Nel 1981, sotto il regime di Sadat, viene arrestata per il suo impegno politico. Anche dopo la sua liberazione viene tenuta costantemente sotto osservazione da parte della onnipresente polizia segreta egiziana. Per le sue battaglie in difesa delle donne, finisce anche nella lista nera dei movimenti fondamentalisti islamici. Perseguitata e minacciata sia dal regime politico che dai fondamentalisti, è costretta all’esilio negli Stati Uniti, dove resterà per 15 anni, insegnando alla Duke University.

Torna a vivere nel suo paese solo nel 2006, ma i suoi articoli, saggi e le sue opere di narrativa hanno diffusione all’estero, ma non in patria. Nell’Egitto di Mubarak, Nawal al Sa’dawi non la pubblica nessuno, nonostante i tanti riconoscimenti internazionali e le traduzioni in tutto il mondo.

Il suo primo libro pubblicato risale al 1960 e nella sua lunga carriera alternerà saggi militanti a opere di narrativa. La sua produzione letteraria non abbandona mai i temi a lei più cari, ed è con “Firdaus” che si impone come narratrice dotata di grande potenza narrativa.

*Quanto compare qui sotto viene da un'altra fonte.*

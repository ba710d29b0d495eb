use chrono::NaiveDate;
use rust_decimal::Decimal;
use serde::Serialize;
use utoipa::ToSchema;

use crate::model::time_off_type::TypePolicy;

/// One failed rule, tagged with the field it belongs to so the client can
/// render field-level feedback. Cross-field rules use the `base` tag.
#[derive(Debug, Clone, PartialEq, Serialize, ToSchema)]
pub struct Violation {
    #[schema(example = "start_date")]
    pub field: &'static str,
    #[schema(example = "cannot be in the past")]
    pub message: String,
}

impl Violation {
    fn new(field: &'static str, message: impl Into<String>) -> Self {
        Violation {
            field,
            message: message.into(),
        }
    }
}

/// A request as submitted, before anything is persisted. `id` is set when
/// re-validating an update so the overlap scan can exclude the record itself.
#[derive(Debug, Default, Clone)]
pub struct CandidateRequest {
    pub id: Option<u64>,
    pub start_date: Option<NaiveDate>,
    pub end_date: Option<NaiveDate>,
    pub reason: Option<String>,
}

/// Minimal projection of the user's other requests, enough for overlap checks.
#[derive(Debug, Clone, sqlx::FromRow)]
pub struct ExistingRequest {
    pub id: u64,
    pub start_date: NaiveDate,
    pub end_date: NaiveDate,
}

/// Inclusive of both endpoints; a single-day request is 1 day.
pub fn duration_in_days(start: NaiveDate, end: NaiveDate) -> i64 {
    (end - start).num_days() + 1
}

/// Evaluate a candidate request against the user's other requests, the PTO
/// ledger balance and the type's policy. Pure: reads everything, mutates
/// nothing; the caller decides what to do with the violations.
///
/// `existing` must already be scoped to the candidate's owner — overlap is a
/// per-user rule and two users may freely take the same days off.
pub fn validate(
    candidate: &CandidateRequest,
    existing: &[ExistingRequest],
    balance: Decimal,
    type_name: &str,
    policy: &TypePolicy,
    today: NaiveDate,
) -> Vec<Violation> {
    let mut violations = Vec::new();

    if candidate.start_date.is_none() {
        violations.push(Violation::new("start_date", "can't be blank"));
    }
    if candidate.end_date.is_none() {
        violations.push(Violation::new("end_date", "can't be blank"));
    }
    if candidate.reason.as_deref().map_or(true, |r| r.trim().is_empty()) {
        violations.push(Violation::new("reason", "can't be blank"));
    }

    if let Some(start) = candidate.start_date {
        if start < today {
            violations.push(Violation::new("start_date", "cannot be in the past"));
        }

        let notice = (start - today).num_days();
        if notice < policy.advance_notice_days {
            violations.push(Violation::new(
                "start_date",
                format!(
                    "requires {} days advance notice for {}",
                    policy.advance_notice_days, type_name
                ),
            ));
        }
    }

    let (Some(start), Some(end)) = (candidate.start_date, candidate.end_date) else {
        return violations;
    };

    if end < start {
        violations.push(Violation::new("end_date", "must be after start date"));
        // The window is inverted; none of the range rules below are meaningful.
        return violations;
    }

    let overlapping: Vec<&ExistingRequest> = existing
        .iter()
        .filter(|other| Some(other.id) != candidate.id)
        .filter(|other| other.start_date <= end && other.end_date >= start)
        .collect();

    if !overlapping.is_empty() {
        let conflicts = overlapping
            .iter()
            .map(|other| format!("#{} ({} to {})", other.id, other.start_date, other.end_date))
            .collect::<Vec<_>>()
            .join(", ");
        violations.push(Violation::new(
            "base",
            format!("{} overlapping requests found: {}", overlapping.len(), conflicts),
        ));
    }

    let duration = duration_in_days(start, end);

    if duration > policy.max_consecutive_days {
        violations.push(Violation::new(
            "base",
            format!(
                "cannot exceed {} consecutive days for {}",
                policy.max_consecutive_days, type_name
            ),
        ));
    }

    if policy.requires_pto_balance && balance < Decimal::from(duration) {
        violations.push(Violation::new(
            "base",
            format!(
                "You do not have enough PTO available. Requested {} days but current balance is {} days",
                duration, balance
            ),
        ));
    }

    violations
}

#[cfg(test)]
mod tests {
    use super::*;
    use crate::model::time_off_type::policy_for;
    use std::str::FromStr;

    fn today() -> NaiveDate {
        NaiveDate::from_ymd_opt(2026, 3, 2).unwrap()
    }

    fn date(offset: i64) -> NaiveDate {
        today() + chrono::Duration::days(offset)
    }

    fn candidate(start: i64, end: i64) -> CandidateRequest {
        CandidateRequest {
            id: None,
            start_date: Some(date(start)),
            end_date: Some(date(end)),
            reason: Some("Family vacation".into()),
        }
    }

    fn fields(violations: &[Violation]) -> Vec<&'static str> {
        violations.iter().map(|v| v.field).collect()
    }

    #[test]
    fn duration_is_inclusive_of_both_ends() {
        assert_eq!(duration_in_days(date(0), date(0)), 1);
        assert_eq!(duration_in_days(date(0), date(4)), 5);
    }

    #[test]
    fn valid_vacation_request_has_no_violations() {
        let violations = validate(
            &candidate(15, 20),
            &[],
            Decimal::from(20),
            "Vacation",
            &policy_for("Vacation"),
            today(),
        );
        assert!(violations.is_empty(), "unexpected: {:?}", violations);
    }

    #[test]
    fn missing_fields_are_presence_violations() {
        let violations = validate(
            &CandidateRequest::default(),
            &[],
            Decimal::ZERO,
            "Vacation",
            &policy_for("Vacation"),
            today(),
        );
        assert_eq!(fields(&violations), vec!["start_date", "end_date", "reason"]);
        assert!(violations.iter().all(|v| v.message == "can't be blank"));
    }

    #[test]
    fn whitespace_reason_is_blank() {
        let mut c = candidate(15, 16);
        c.reason = Some("   ".into());
        let violations = validate(&c, &[], Decimal::from(20), "Vacation", &policy_for("Vacation"), today());
        assert_eq!(fields(&violations), vec!["reason"]);
    }

    #[test]
    fn end_before_start_is_an_ordering_violation() {
        let violations = validate(
            &candidate(20, 18),
            &[],
            Decimal::from(20),
            "Vacation",
            &policy_for("Vacation"),
            today(),
        );
        assert_eq!(fields(&violations), vec!["end_date"]);
        assert_eq!(violations[0].message, "must be after start date");
    }

    #[test]
    fn start_in_the_past_is_rejected_at_validation_time() {
        let violations = validate(
            &candidate(-1, 2),
            &[],
            Decimal::from(20),
            "Sick Leave",
            &policy_for("Sick Leave"),
            today(),
        );
        assert!(violations.iter().any(|v| v.field == "start_date" && v.message == "cannot be in the past"));
    }

    #[test]
    fn start_today_is_allowed() {
        let violations = validate(
            &candidate(0, 1),
            &[],
            Decimal::ZERO,
            "Sick Leave",
            &policy_for("Sick Leave"),
            today(),
        );
        assert!(violations.is_empty(), "unexpected: {:?}", violations);
    }

    #[test]
    fn overlap_is_symmetric_and_enumerates_conflicts() {
        let existing = vec![ExistingRequest {
            id: 7,
            start_date: date(10),
            end_date: date(15),
        }];
        // Starts inside, ends inside, and spans over the existing range.
        for (start, end) in [(12, 17), (8, 12), (8, 17)] {
            let violations = validate(
                &candidate(start, end),
                &existing,
                Decimal::from(30),
                "Personal Day",
                &policy_for("Personal Day"),
                today(),
            );
            let overlap = violations
                .iter()
                .find(|v| v.message.contains("overlapping requests found"))
                .unwrap_or_else(|| panic!("no overlap violation for ({start}, {end})"));
            assert!(overlap.message.starts_with("1 overlapping requests found"));
            assert!(overlap.message.contains("#7"));
            assert!(overlap.message.contains(&date(10).to_string()));
        }
    }

    #[test]
    fn adjacent_ranges_do_not_overlap() {
        let existing = vec![ExistingRequest {
            id: 7,
            start_date: date(10),
            end_date: date(15),
        }];
        let violations = validate(
            &candidate(16, 18),
            &existing,
            Decimal::from(30),
            "Personal Day",
            &policy_for("Personal Day"),
            today(),
        );
        assert!(violations.is_empty(), "unexpected: {:?}", violations);
    }

    #[test]
    fn updating_a_request_does_not_conflict_with_itself() {
        let existing = vec![ExistingRequest {
            id: 7,
            start_date: date(15),
            end_date: date(20),
        }];
        let mut c = candidate(15, 20);
        c.id = Some(7);
        let violations = validate(&c, &existing, Decimal::from(30), "Vacation", &policy_for("Vacation"), today());
        assert!(violations.is_empty(), "unexpected: {:?}", violations);
    }

    #[test]
    fn vacation_needs_two_weeks_notice() {
        // 15 days out is fine, 10 days out is not.
        let ok = validate(
            &candidate(15, 20),
            &[],
            Decimal::from(6),
            "Vacation",
            &policy_for("Vacation"),
            today(),
        );
        assert!(ok.is_empty(), "unexpected: {:?}", ok);

        let violations = validate(
            &candidate(10, 15),
            &[],
            Decimal::from(6),
            "Vacation",
            &policy_for("Vacation"),
            today(),
        );
        assert_eq!(violations.len(), 1);
        assert_eq!(violations[0].field, "start_date");
        assert!(violations[0].message.contains("14 days advance notice for Vacation"));
    }

    #[test]
    fn max_consecutive_days_is_enforced_per_type() {
        let violations = validate(
            &candidate(5, 11), // 7 days
            &[],
            Decimal::from(30),
            "Personal Day",
            &policy_for("Personal Day"),
            today(),
        );
        assert_eq!(violations.len(), 1);
        assert!(violations[0].message.contains("cannot exceed 5 consecutive days for Personal Day"));
    }

    #[test]
    fn balance_boundary_is_exact() {
        // 6-day vacation against a balance of exactly 6: fine.
        let ok = validate(
            &candidate(15, 20),
            &[],
            Decimal::from(6),
            "Vacation",
            &policy_for("Vacation"),
            today(),
        );
        assert!(ok.is_empty(), "unexpected: {:?}", ok);

        // A hair under 6 is not.
        let violations = validate(
            &candidate(15, 20),
            &[],
            Decimal::from_str("5.99").unwrap(),
            "Vacation",
            &policy_for("Vacation"),
            today(),
        );
        assert_eq!(violations.len(), 1);
        assert!(violations[0].message.contains("You do not have enough PTO"));
        assert!(violations[0].message.contains("5.99"));
    }

    #[test]
    fn balance_is_ignored_for_types_that_do_not_draw_it_down() {
        let violations = validate(
            &candidate(5, 10),
            &[],
            Decimal::ZERO,
            "Sick Leave",
            &policy_for("Sick Leave"),
            today(),
        );
        assert!(violations.is_empty(), "unexpected: {:?}", violations);
    }
}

“Firdaus” è un romanzo durissimo, crudo e asciutto. E’ il lungo racconto raccolto dalla Sa’dawi stessa, di una donna in carcere in attesa di essere giustiziata, per aver osato ribellarsi alla violenza maschile, una vita di umiliazioni, sofferenze e prostituzione, che la porterà ad uccidere l’ennesimo uomo che proverà a farle del male.

Da Firdaus in poi continuerà a raccontare la società egiziana e la condizione delle donne con coerenza e passione, perché “la parola donna urta le orecchie come una scheggia di vetro” isolata e minacciata dalle istituzioni del suo paese, amata e protetta da tanti, uomini e donne, con cui ha condiviso passioni e battaglie.

Non poteva non essere in piazza Tahrir Nawal al Sa’dawi, in mezzo a un popolo intero, una folla di uomini e donne, che hanno vinto la paura e cacciato il tiranno.

Felice, lei donna libera tra donne finalmente libere di essere felici.